#### Work to be completed
Your answer should consist of every line in the records that holds "closed".
-----
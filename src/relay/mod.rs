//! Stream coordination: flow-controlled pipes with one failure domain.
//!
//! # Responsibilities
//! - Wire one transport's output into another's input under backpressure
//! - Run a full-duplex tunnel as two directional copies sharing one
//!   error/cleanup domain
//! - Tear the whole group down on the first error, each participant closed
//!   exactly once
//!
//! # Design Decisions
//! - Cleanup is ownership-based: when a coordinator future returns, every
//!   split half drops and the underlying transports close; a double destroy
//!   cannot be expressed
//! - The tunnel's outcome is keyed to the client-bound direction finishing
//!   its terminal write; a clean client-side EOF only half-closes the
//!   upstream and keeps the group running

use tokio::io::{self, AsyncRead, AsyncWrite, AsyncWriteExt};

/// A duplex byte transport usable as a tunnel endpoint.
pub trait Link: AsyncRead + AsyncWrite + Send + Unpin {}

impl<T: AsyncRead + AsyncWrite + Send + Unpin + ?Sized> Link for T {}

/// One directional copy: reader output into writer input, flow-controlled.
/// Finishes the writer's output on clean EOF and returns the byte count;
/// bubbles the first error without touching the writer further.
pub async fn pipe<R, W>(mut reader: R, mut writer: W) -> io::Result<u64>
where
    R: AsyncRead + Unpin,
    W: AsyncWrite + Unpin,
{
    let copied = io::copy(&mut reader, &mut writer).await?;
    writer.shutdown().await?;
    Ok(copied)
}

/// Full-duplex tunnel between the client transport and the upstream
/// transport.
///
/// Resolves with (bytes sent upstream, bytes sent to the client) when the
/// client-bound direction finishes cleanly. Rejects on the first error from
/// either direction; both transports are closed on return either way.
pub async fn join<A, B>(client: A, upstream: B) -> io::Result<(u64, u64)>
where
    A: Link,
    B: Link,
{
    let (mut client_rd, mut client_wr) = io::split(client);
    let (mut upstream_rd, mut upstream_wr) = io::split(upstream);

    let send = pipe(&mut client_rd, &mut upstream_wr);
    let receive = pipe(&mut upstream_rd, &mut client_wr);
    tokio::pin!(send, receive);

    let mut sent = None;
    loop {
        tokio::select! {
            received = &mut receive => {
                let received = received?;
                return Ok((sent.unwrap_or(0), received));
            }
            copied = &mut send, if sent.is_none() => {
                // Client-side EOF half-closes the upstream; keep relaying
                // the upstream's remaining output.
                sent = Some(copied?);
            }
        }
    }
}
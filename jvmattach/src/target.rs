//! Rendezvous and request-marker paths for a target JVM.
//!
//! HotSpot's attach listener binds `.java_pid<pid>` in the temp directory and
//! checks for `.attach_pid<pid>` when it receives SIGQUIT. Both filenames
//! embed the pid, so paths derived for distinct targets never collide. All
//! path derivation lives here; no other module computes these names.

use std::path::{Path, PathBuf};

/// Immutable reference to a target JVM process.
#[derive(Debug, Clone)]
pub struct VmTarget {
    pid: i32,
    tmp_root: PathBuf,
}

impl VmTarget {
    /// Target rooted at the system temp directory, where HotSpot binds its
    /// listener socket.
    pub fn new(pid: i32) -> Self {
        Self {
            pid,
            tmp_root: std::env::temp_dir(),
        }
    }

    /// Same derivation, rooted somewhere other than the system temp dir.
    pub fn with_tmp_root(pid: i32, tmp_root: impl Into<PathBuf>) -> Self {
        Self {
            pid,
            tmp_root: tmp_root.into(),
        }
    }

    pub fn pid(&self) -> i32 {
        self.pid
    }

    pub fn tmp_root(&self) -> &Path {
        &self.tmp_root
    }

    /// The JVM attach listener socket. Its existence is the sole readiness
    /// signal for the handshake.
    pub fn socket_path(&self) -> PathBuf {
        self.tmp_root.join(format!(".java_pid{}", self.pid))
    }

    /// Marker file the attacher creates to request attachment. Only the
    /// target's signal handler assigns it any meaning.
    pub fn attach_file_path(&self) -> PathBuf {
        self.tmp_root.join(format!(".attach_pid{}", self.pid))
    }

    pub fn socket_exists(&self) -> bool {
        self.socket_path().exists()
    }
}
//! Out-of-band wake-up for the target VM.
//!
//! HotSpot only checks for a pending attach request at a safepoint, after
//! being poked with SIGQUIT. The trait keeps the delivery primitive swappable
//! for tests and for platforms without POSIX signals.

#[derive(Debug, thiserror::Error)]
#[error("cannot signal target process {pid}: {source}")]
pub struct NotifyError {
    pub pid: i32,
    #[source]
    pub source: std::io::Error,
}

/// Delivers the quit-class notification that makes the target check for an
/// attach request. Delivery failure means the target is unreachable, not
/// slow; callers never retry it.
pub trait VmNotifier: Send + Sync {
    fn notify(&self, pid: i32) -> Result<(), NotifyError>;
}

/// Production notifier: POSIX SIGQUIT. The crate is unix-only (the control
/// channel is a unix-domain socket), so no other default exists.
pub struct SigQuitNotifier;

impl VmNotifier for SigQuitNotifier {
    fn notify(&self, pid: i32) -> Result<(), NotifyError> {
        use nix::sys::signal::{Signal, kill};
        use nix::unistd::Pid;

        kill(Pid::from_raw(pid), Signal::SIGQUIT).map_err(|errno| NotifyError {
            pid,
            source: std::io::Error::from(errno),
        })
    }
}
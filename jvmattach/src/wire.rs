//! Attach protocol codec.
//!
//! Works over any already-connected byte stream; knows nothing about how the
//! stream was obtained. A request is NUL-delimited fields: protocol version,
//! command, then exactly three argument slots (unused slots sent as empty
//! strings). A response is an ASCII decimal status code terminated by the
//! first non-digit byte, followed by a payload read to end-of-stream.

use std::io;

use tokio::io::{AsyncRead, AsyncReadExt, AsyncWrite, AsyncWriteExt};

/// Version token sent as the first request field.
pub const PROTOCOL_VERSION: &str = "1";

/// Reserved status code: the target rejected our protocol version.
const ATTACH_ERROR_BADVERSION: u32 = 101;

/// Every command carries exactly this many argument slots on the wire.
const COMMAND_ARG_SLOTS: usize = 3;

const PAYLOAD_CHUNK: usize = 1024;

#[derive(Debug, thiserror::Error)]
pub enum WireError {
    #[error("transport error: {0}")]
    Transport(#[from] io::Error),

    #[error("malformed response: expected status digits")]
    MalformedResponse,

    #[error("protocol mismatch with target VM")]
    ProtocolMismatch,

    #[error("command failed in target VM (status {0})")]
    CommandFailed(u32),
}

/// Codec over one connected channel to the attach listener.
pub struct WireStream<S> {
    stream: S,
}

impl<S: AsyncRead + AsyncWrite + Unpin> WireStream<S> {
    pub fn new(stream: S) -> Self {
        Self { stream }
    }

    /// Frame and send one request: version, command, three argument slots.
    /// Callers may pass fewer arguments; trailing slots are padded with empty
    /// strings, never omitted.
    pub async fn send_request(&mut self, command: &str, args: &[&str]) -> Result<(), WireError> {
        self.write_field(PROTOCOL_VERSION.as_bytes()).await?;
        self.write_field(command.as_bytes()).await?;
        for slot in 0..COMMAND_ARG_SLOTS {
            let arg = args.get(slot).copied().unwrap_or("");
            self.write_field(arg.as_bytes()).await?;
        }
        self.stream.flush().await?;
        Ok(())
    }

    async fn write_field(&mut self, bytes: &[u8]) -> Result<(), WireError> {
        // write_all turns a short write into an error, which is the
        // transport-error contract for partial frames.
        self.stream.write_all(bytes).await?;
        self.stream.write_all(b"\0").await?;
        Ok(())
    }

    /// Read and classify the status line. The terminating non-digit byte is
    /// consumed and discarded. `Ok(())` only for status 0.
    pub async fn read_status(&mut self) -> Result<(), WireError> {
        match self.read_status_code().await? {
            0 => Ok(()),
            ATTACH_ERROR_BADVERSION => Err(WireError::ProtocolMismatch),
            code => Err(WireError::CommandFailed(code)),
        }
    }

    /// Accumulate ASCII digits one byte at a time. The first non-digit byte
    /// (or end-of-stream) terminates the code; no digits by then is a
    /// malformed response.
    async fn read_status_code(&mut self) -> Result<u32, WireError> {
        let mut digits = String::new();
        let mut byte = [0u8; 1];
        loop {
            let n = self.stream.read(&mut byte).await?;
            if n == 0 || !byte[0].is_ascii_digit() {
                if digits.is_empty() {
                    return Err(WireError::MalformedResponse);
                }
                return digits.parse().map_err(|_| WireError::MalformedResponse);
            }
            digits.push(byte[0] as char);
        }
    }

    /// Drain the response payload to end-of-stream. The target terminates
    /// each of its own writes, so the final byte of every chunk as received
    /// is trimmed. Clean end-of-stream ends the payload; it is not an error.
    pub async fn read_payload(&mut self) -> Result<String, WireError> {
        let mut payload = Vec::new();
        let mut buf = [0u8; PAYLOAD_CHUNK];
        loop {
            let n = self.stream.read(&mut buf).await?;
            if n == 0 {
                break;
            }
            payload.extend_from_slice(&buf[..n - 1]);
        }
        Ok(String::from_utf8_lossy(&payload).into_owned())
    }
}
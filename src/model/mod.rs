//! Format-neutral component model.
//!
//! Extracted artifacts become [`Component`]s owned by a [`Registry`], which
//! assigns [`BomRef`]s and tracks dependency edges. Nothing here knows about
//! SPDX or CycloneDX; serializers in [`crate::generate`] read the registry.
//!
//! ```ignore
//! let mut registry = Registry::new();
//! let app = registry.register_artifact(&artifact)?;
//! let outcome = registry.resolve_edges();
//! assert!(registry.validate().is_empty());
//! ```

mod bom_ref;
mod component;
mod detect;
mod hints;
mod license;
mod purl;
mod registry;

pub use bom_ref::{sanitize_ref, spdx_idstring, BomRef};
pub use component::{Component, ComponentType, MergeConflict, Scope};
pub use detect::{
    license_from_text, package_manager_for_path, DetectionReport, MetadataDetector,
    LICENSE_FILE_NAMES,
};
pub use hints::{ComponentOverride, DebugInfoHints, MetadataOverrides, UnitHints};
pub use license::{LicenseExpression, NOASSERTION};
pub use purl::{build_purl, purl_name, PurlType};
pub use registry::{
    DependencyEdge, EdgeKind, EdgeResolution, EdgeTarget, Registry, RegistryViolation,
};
-----
#### Problem solution
//! - Tear the whole group down on the first error, each participant closed
/// either direction; both transports are closed on return either way.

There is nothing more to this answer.